GPU Acceleration

Overview

stwo-ml uses CUDA for all compute-intensive operations in the proving pipeline. GPU acceleration spans four layers:

Sumcheck kernels — Round polynomial evaluation + MLE folding (inner loop)
Fused MLE restrict — Direct matrix-to-restricted-vector without intermediate allocation
Forward pass ops — MatMul, element-wise add/mul/relu for model execution
Multi-GPU — Distributed chunk proving across multiple GPUs

All GPU code is gated behind feature = "cuda-runtime" (requires CUDA 12.4+).

CUDA Kernel Architecture

Kernel Groups

Group	Kernels	Used By
Sumcheck	`sumcheck_round_kernel`, `sumcheck_reduce_kernel`, `mle_fold_kernel`	MatMul sumcheck proving
MLE Restrict	`m31_restrict_rows_kernel`, `m31_restrict_cols_kernel`	MatMul sumcheck setup
Forward Pass	`m31_gemv_kernel`, `m31_gemm_kernel`, `m31_add_kernel`, `m31_mul_kernel`, `m31_relu_kernel`	Model execution
LogUp	`logup_denominator_kernel`, `logup_3way_round_kernel`, `logup_4way_reduce_kernel`, `logup_3way_fold_kernel`	Activation/dual-operand sumcheck
GKR	`combine_blocks_kernel`, `evaluate_mle_kernel`	SIMD block batching

Kernels are compiled once via NVRTC and cached globally. Core sumcheck kernels compile eagerly at init; forward, restrict, and LogUp kernels compile lazily on first use.

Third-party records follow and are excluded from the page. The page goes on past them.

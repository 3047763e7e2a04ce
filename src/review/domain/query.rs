//! Search filters and pagination for task listings.

use super::codes::normalize_code;
use super::{CODE_SEPARATOR, ClosedTask, OpenTask, ReviewDomainError};
use crate::roster::domain::ReviewerId;
use std::collections::BTreeSet;

/// Criteria for listing open or closed tasks.
///
/// All set criteria must match. Codes match as a superset: every requested
/// code must be a key of the task's code map.
#[derive(Debug, Clone, Default, PartialEq, Eq)]
pub struct TaskFilter {
    codes: BTreeSet<String>,
    author_id: Option<ReviewerId>,
    reviewer_id: Option<ReviewerId>,
    company: Option<String>,
}

impl TaskFilter {
    /// Creates a filter that matches every task.
    #[must_use]
    pub fn new() -> Self {
        Self::default()
    }

    /// Requires every code in a `+`-separated list such as `"A1+B2"`.
    ///
    /// # Errors
    ///
    /// Returns [`ReviewDomainError::InvalidProjectCode`] for an empty segment.
    pub fn with_code_list(mut self, list: &str) -> Result<Self, ReviewDomainError> {
        for segment in list.split(CODE_SEPARATOR) {
            self.codes.insert(normalize_code(segment.to_owned())?);
        }
        Ok(self)
    }

    /// Requires every code of an iterator.
    ///
    /// # Errors
    ///
    /// Returns [`ReviewDomainError::InvalidProjectCode`] for an invalid code.
    pub fn with_codes<I, S>(mut self, codes: I) -> Result<Self, ReviewDomainError>
    where
        I: IntoIterator<Item = S>,
        S: Into<String>,
    {
        for code in codes {
            self.codes.insert(normalize_code(code.into())?);
        }
        Ok(self)
    }

    /// Restricts results to one author.
    #[must_use]
    pub fn with_author(mut self, author_id: ReviewerId) -> Self {
        self.author_id = Some(author_id);
        self
    }

    /// Restricts results to one reviewer.
    #[must_use]
    pub fn with_reviewer(mut self, reviewer_id: ReviewerId) -> Self {
        self.reviewer_id = Some(reviewer_id);
        self
    }

    /// Restricts results to companies containing `fragment`, ignoring case.
    ///
    /// Only closed task searches honour this criterion.
    #[must_use]
    pub fn with_company(mut self, fragment: impl Into<String>) -> Self {
        self.company = Some(fragment.into());
        self
    }

    /// Returns the required codes.
    #[must_use]
    pub const fn codes(&self) -> &BTreeSet<String> {
        &self.codes
    }

    /// Returns the author criterion.
    #[must_use]
    pub const fn author_id(&self) -> Option<&ReviewerId> {
        self.author_id.as_ref()
    }

    /// Returns the reviewer criterion.
    #[must_use]
    pub const fn reviewer_id(&self) -> Option<&ReviewerId> {
        self.reviewer_id.as_ref()
    }

    /// Returns the company fragment criterion.
    #[must_use]
    pub fn company(&self) -> Option<&str> {
        self.company.as_deref()
    }

    /// Returns `true` when an open task satisfies the filter.
    #[must_use]
    pub fn matches_open(&self, task: &OpenTask) -> bool {
        task.codes().contains_all(&self.codes)
            && self.author_id.as_ref().is_none_or(|id| id == task.author_id())
            && self
                .reviewer_id
                .as_ref()
                .is_none_or(|id| Some(id) == task.reviewer_id())
    }

    /// Returns `true` when a closed task satisfies the filter.
    #[must_use]
    pub fn matches_closed(&self, task: &ClosedTask) -> bool {
        task.codes().contains_all(&self.codes)
            && self.author_id.as_ref().is_none_or(|id| id == task.author_id())
            && self.reviewer_id.as_ref().is_none_or(|id| id == task.reviewer_id())
            && self.company.as_deref().is_none_or(|fragment| {
                task.company()
                    .to_lowercase()
                    .contains(&fragment.to_lowercase())
            })
    }
}

/// One-based pagination request.
#[derive(Debug, Clone, Copy, PartialEq, Eq)]
pub struct PageRequest {
    page_index: u32,
    page_size: u32,
}

impl PageRequest {
    /// Default number of rows per page.
    pub const DEFAULT_PAGE_SIZE: u32 = 10;

    /// Creates a validated page request.
    ///
    /// # Errors
    ///
    /// Returns [`ReviewDomainError::InvalidPageRequest`] when either value is
    /// zero.
    pub const fn new(page_index: u32, page_size: u32) -> Result<Self, ReviewDomainError> {
        if page_index == 0 || page_size == 0 {
            return Err(ReviewDomainError::InvalidPageRequest {
                page_index,
                page_size,
            });
        }
        Ok(Self {
            page_index,
            page_size,
        })
    }

    /// Requests every row on a single page.
    #[must_use]
    pub const fn all() -> Self {
        Self {
            page_index: 1,
            page_size: u32::MAX,
        }
    }

    /// Returns the 1-based page index.
    #[must_use]
    pub const fn page_index(self) -> u32 {
        self.page_index
    }

    /// Returns the page size.
    #[must_use]
    pub const fn page_size(self) -> u32 {
        self.page_size
    }

    /// Returns the number of rows preceding this page.
    #[must_use]
    pub fn offset(self) -> u64 {
        u64::from(self.page_index - 1) * u64::from(self.page_size)
    }

    /// Returns the slice of `rows` covered by this page.
    #[must_use]
    pub fn apply<T>(self, rows: Vec<T>) -> Vec<T> {
        let skip = usize::try_from(self.offset()).unwrap_or(usize::MAX);
        let take = usize::try_from(self.page_size).unwrap_or(usize::MAX);
        rows.into_iter().skip(skip).take(take).collect()
    }
}

impl Default for PageRequest {
    fn default() -> Self {
        Self {
            page_index: 1,
            page_size: Self::DEFAULT_PAGE_SIZE,
        }
    }
}

/// One page of results together with the unpaginated total.
#[derive(Debug, Clone, PartialEq, Eq)]
pub struct Page<T> {
    /// Rows on this page.
    pub rows: Vec<T>,
    /// Number of matching rows across all pages.
    pub total: u64,
}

QM31 Field Arithmetic in CUDA

All kernels operate on M31 (p = 2^31 - 1) and QM31 (degree-4 extension) field elements. QM31 is represented as 4 × u32:

[a0, a1, a2, a3]  ↔  (a0 + u·a1) + i·(a2 + u·a3)
where u² = 2, i² = u + 2, all arithmetic mod 2^31 - 1

Conversion between Rust SecureField and CUDA u32 arrays:

fn secure_field_to_u32s(sf: SecureField) -> [u32; 4] {
    [sf.0.0.0, sf.0.1.0, sf.1.0.0, sf.1.1.0]
}

fn u32s_to_secure_field(u: &[u32; 4]) -> SecureField {
    QM31(CM31(M31(u[0]), M31(u[1])), CM31(M31(u[2]), M31(u[3])))
}

CUDA kernels use _r suffix variants of QM31 arithmetic to avoid name collisions between kernel groups:

// QM31 multiply: (a0 + a1·u) + (a2 + a3·u)·i
// where u² = 2, i² = u + 2
__device__ void qm31_mul_r(uint32_t* out, const uint32_t* a, const uint32_t* b) {
    // Karatsuba over CM31 components
    // ...
}

Sumcheck Round Kernel

The core proving kernel computes three QM31 sums in parallel for one round of the degree-2 sumcheck.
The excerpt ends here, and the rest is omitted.